§ **Material provided**:
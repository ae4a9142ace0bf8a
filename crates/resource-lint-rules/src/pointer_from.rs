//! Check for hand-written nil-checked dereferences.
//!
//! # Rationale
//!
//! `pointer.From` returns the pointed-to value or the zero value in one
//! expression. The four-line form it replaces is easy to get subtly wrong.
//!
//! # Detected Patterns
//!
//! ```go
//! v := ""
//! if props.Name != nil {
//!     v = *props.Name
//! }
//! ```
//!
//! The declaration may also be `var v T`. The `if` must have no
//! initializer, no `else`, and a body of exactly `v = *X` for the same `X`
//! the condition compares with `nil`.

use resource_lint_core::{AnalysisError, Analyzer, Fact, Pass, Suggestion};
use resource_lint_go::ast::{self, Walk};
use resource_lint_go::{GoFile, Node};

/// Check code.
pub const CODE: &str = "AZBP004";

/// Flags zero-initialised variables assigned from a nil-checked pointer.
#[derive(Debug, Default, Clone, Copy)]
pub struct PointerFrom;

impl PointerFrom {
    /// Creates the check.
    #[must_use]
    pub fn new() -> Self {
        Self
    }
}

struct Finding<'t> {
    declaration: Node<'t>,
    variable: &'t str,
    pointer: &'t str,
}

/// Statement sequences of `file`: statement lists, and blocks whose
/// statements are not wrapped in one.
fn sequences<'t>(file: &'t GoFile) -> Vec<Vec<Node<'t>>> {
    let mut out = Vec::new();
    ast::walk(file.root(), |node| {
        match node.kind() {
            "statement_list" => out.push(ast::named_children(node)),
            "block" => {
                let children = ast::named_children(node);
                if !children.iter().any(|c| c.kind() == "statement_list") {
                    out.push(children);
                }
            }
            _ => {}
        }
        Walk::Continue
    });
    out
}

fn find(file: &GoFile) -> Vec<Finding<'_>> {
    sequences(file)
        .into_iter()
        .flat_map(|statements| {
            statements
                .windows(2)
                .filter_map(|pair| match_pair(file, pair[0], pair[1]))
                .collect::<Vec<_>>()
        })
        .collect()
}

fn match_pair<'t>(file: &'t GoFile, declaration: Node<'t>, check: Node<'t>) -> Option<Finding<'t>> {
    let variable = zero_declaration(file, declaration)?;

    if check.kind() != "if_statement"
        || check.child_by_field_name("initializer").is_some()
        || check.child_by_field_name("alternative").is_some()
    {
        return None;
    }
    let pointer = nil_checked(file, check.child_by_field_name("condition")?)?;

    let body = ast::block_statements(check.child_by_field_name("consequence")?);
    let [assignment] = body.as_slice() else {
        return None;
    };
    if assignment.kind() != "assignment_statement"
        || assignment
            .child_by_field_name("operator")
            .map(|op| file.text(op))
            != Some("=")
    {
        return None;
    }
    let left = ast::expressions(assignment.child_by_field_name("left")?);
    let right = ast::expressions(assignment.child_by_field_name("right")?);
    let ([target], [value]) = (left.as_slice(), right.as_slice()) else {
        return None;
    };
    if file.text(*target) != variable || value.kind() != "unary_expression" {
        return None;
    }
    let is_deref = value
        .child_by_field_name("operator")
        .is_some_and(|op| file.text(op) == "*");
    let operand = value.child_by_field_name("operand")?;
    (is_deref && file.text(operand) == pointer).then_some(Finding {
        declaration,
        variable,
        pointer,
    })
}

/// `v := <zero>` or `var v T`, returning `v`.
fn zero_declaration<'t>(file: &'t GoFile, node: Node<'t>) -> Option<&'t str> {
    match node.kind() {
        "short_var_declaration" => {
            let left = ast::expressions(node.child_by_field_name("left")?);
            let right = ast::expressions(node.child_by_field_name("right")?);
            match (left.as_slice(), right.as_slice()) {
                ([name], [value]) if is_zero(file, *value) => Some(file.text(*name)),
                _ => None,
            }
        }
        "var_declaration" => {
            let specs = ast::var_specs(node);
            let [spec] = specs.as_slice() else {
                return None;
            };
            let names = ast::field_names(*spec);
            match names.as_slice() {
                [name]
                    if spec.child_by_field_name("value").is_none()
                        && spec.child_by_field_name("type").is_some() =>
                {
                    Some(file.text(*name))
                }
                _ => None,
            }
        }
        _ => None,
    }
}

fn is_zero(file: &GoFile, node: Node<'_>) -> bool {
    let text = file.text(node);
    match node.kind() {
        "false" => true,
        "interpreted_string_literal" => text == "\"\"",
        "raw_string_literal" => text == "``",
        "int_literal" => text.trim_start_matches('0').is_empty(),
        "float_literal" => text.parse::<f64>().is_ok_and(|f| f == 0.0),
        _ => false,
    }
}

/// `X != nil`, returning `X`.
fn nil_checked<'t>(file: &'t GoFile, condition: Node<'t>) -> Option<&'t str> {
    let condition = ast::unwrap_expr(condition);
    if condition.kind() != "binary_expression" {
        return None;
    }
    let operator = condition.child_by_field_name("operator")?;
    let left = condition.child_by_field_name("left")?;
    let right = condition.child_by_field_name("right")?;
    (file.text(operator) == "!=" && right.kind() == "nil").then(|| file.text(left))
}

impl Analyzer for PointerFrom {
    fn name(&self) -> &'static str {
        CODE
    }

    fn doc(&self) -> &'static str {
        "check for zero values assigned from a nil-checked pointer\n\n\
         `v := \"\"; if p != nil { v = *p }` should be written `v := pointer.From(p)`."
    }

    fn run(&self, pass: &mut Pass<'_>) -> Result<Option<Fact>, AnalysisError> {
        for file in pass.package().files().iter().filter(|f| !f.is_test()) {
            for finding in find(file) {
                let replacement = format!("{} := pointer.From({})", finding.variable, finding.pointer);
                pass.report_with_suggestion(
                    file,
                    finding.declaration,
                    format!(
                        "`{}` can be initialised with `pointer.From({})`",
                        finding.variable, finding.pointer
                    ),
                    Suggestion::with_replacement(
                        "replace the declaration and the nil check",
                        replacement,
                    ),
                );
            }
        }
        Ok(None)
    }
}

§ **Directions for this task**: When a line in the records above holds "else", that line is to be reported.

§ **Result of this task**:
//! initializer, no `else`, and a body of exactly `v = *X` for the same `X`
    let [assignment] = body.as_slice() else {
    let ([target], [value]) = (left.as_slice(), right.as_slice()) else {
            let [spec] = specs.as_slice() else {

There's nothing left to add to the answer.